Transcribe the listing word for word. Begin at its first line and end with the line containing "#[async_trait]".

□ □ □ □ □

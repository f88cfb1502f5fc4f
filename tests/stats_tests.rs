//! Usage statistics endpoint tests

use async_trait::async_trait;
use axum_test::TestServer;
use quiz_gateway::config::Settings;
use quiz_gateway::handlers::build_router;
use quiz_gateway::{Completion, Provider, QuizGenerator, UpstreamError, UsageCounters};
use serde_json::{json, Value};
use std::collections::HashMap;
use std::future::IntoFuture;
use std::sync::Arc;
use std::time::Duration;

/// Answers every topic except ones starting with "fail"
struct TopicProvider;

#[async_trait]
impl Provider for TopicProvider {
    fn name(&self) -> &str {
        "topic"
    }

    fn model(&self) -> &str {
        "topic-model"
    }

    async fn complete(&self, prompt: &str) -> Result<Completion, UpstreamError> {
        if prompt.contains("\"fail") {
            return Err(UpstreamError::Status {
                status: 503,
                message: "overloaded".to_string(),
            });
        }
        Ok(Completion {
            text: "Question 1: Pick one\nA. yes\nB. no\nAnswer: A".to_string(),
            model: "topic-model".to_string(),
            total_tokens: Some(10),
        })
    }
}

fn test_settings() -> Settings {
    Settings::from_map(&HashMap::from([
        ("OPENAI_MODEL", "gpt-4o-mini"),
        ("OPENAI_MAX_TOKENS", "500"),
        ("CORS_ENABLED", "false"),
    ]))
    .unwrap()
}

fn server_with(provider: Option<Arc<dyn Provider>>) -> TestServer {
    let settings = test_settings();
    let generator = QuizGenerator::new(
        provider,
        Arc::new(UsageCounters::new()),
        settings.quiz.clone(),
        Duration::from_secs(2),
    );
    let app = build_router(settings, generator).unwrap();
    TestServer::new(app).unwrap()
}

#[tokio::test]
async fn test_initial_stats_are_zero() {
    let server = server_with(None);

    let response = server.get("/api/v1/stats/usage").await;
    response.assert_status_ok();

    let stats = response.json::<Value>();
    assert_eq!(stats["total_requests"], 0);
    assert_eq!(stats["ai_generated"], 0);
    assert_eq!(stats["fallbacks"], 0);
    assert_eq!(stats["rejected_requests"], 0);
    assert_eq!(stats["model"], "gpt-4o-mini");
    assert_eq!(stats["max_tokens"], 500);
    assert_eq!(stats["api_configured"], false);
    assert_eq!(stats["estimated_total_cost"], 0.0);
}

#[tokio::test]
async fn test_stats_track_outcomes() {
    let server = server_with(Some(Arc::new(TopicProvider) as Arc<dyn Provider>));

    for topic in ["Rust", "Tokio", "fail fast"] {
        server
            .post("/api/v1/quizzes/generate-ai")
            .json(&json!({ "topic": topic }))
            .await
            .assert_status_ok();
    }
    server
        .post("/api/v1/quizzes/generate-ai")
        .json(&json!({ "topic": "" }))
        .await
        .assert_status(axum::http::StatusCode::UNPROCESSABLE_ENTITY);

    let stats = server.get("/api/v1/stats/usage").await.json::<Value>();
    assert_eq!(stats["total_requests"], 3);
    assert_eq!(stats["ai_generated"], 2);
    assert_eq!(stats["fallbacks"], 1);
    assert_eq!(stats["fallback_breakdown"]["upstream_error"], 1);
    assert_eq!(stats["rejected_requests"], 1);
    assert_eq!(stats["total_tokens"], 20);
    assert_eq!(stats["api_configured"], true);
}

#[tokio::test]
async fn test_concurrent_requests_are_all_counted() {
    let server = server_with(Some(Arc::new(TopicProvider) as Arc<dyn Provider>));

    let ok = |topic: &'static str| {
        server
            .post("/api/v1/quizzes/generate-ai")
            .json(&json!({ "topic": topic, "difficulty": "easy" }))
            .into_future()
    };

    let (a, b, c, d, e, f) = tokio::join!(
        ok("Rust"),
        ok("fail one"),
        ok("Axum"),
        ok("fail two"),
        ok("Serde"),
        ok("Tower"),
    );
    for response in [a, b, c, d, e, f] {
        response.assert_status_ok();
        let quiz = response.json::<Value>();
        assert!(quiz["questions"].as_array().is_some_and(|q| !q.is_empty()));
    }

    let stats = server.get("/api/v1/stats/usage").await.json::<Value>();
    assert_eq!(stats["total_requests"], 6);
    assert_eq!(stats["ai_generated"], 4);
    assert_eq!(stats["fallbacks"], 2);
}

#[tokio::test]
async fn test_health_reports_ai_configuration() {
    let server = server_with(None);

    let health = server.get("/health").await.json::<Value>();
    assert_eq!(health["status"], "ok");
    assert_eq!(health["service"], "quiz-gateway");
    assert_eq!(health["ai_configured"], false);

    let server = server_with(Some(Arc::new(TopicProvider) as Arc<dyn Provider>));
    let health = server.get("/health").await.json::<Value>();
    assert_eq!(health["ai_configured"], true);
}
//! Usage counters
//!
//! In-memory tally of generation outcomes, shared by all handlers.
//! Counters start at zero with the process and are never persisted.

use crate::utils::error::GenerationError;
use serde::{Deserialize, Serialize};
use std::sync::atomic::{AtomicU64, Ordering};

/// Lock-free request outcome counters
#[derive(Debug, Default)]
pub struct UsageCounters {
    ai_generated: AtomicU64,
    fallback_not_configured: AtomicU64,
    fallback_upstream: AtomicU64,
    fallback_parse: AtomicU64,
    rejected: AtomicU64,
    total_tokens: AtomicU64,
}

/// Fallback invocations by cause
#[derive(Debug, Clone, Copy, Default, PartialEq, Eq, Serialize, Deserialize)]
pub struct FallbackBreakdown {
    pub not_configured: u64,
    pub upstream_error: u64,
    pub parse_error: u64,
}

impl FallbackBreakdown {
    pub fn total(&self) -> u64 {
        self.not_configured + self.upstream_error + self.parse_error
    }
}

/// Point-in-time copy of the counters
///
/// `total_requests` is always `ai_generated + fallbacks`.
#[derive(Debug, Clone, Copy, Default, PartialEq, Eq, Serialize, Deserialize)]
pub struct UsageSnapshot {
    pub total_requests: u64,
    pub ai_generated: u64,
    pub fallbacks: u64,
    pub fallback_breakdown: FallbackBreakdown,
    pub rejected_requests: u64,
    pub total_tokens: u64,
}

impl UsageCounters {
    pub fn new() -> Self {
        Self::default()
    }

    /// Record a quiz served from the upstream
    pub fn record_ai_success(&self, tokens: Option<u32>) {
        self.ai_generated.fetch_add(1, Ordering::Relaxed);
        if let Some(tokens) = tokens {
            self.total_tokens.fetch_add(u64::from(tokens), Ordering::Relaxed);
        }
    }

    /// Record a quiz served from the fallback set
    pub fn record_fallback(&self, cause: &GenerationError) {
        let counter = match cause {
            GenerationError::NotConfigured => &self.fallback_not_configured,
            GenerationError::Upstream(_) => &self.fallback_upstream,
            GenerationError::Parse(_) => &self.fallback_parse,
        };
        counter.fetch_add(1, Ordering::Relaxed);
    }

    /// Record a request rejected by validation or body decoding
    pub fn record_rejection(&self) {
        self.rejected.fetch_add(1, Ordering::Relaxed);
    }

    pub fn snapshot(&self) -> UsageSnapshot {
        let ai_generated = self.ai_generated.load(Ordering::Relaxed);
        let fallback_breakdown = FallbackBreakdown {
            not_configured: self.fallback_not_configured.load(Ordering::Relaxed),
            upstream_error: self.fallback_upstream.load(Ordering::Relaxed),
            parse_error: self.fallback_parse.load(Ordering::Relaxed),
        };
        let fallbacks = fallback_breakdown.total();

        UsageSnapshot {
            total_requests: ai_generated + fallbacks,
            ai_generated,
            fallbacks,
            fallback_breakdown,
            rejected_requests: self.rejected.load(Ordering::Relaxed),
            total_tokens: self.total_tokens.load(Ordering::Relaxed),
        }
    }
}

□ □ □ □ □

Answer section.
repository f88cfb1502f5fc4f
filename tests/stats_tests.rs
//! Usage statistics endpoint tests

use async_trait::async_trait;
use axum_test::TestServer;
use quiz_gateway::config::Settings;
use quiz_gateway::handlers::build_router;
use quiz_gateway::{Completion, Provider, QuizGenerator, UpstreamError, UsageCounters};
use serde_json::{json, Value};
use std::collections::HashMap;
use std::future::IntoFuture;
use std::sync::Arc;
use std::time::Duration;

/// Answers every topic except ones starting with "fail"
struct TopicProvider;

#[async_trait]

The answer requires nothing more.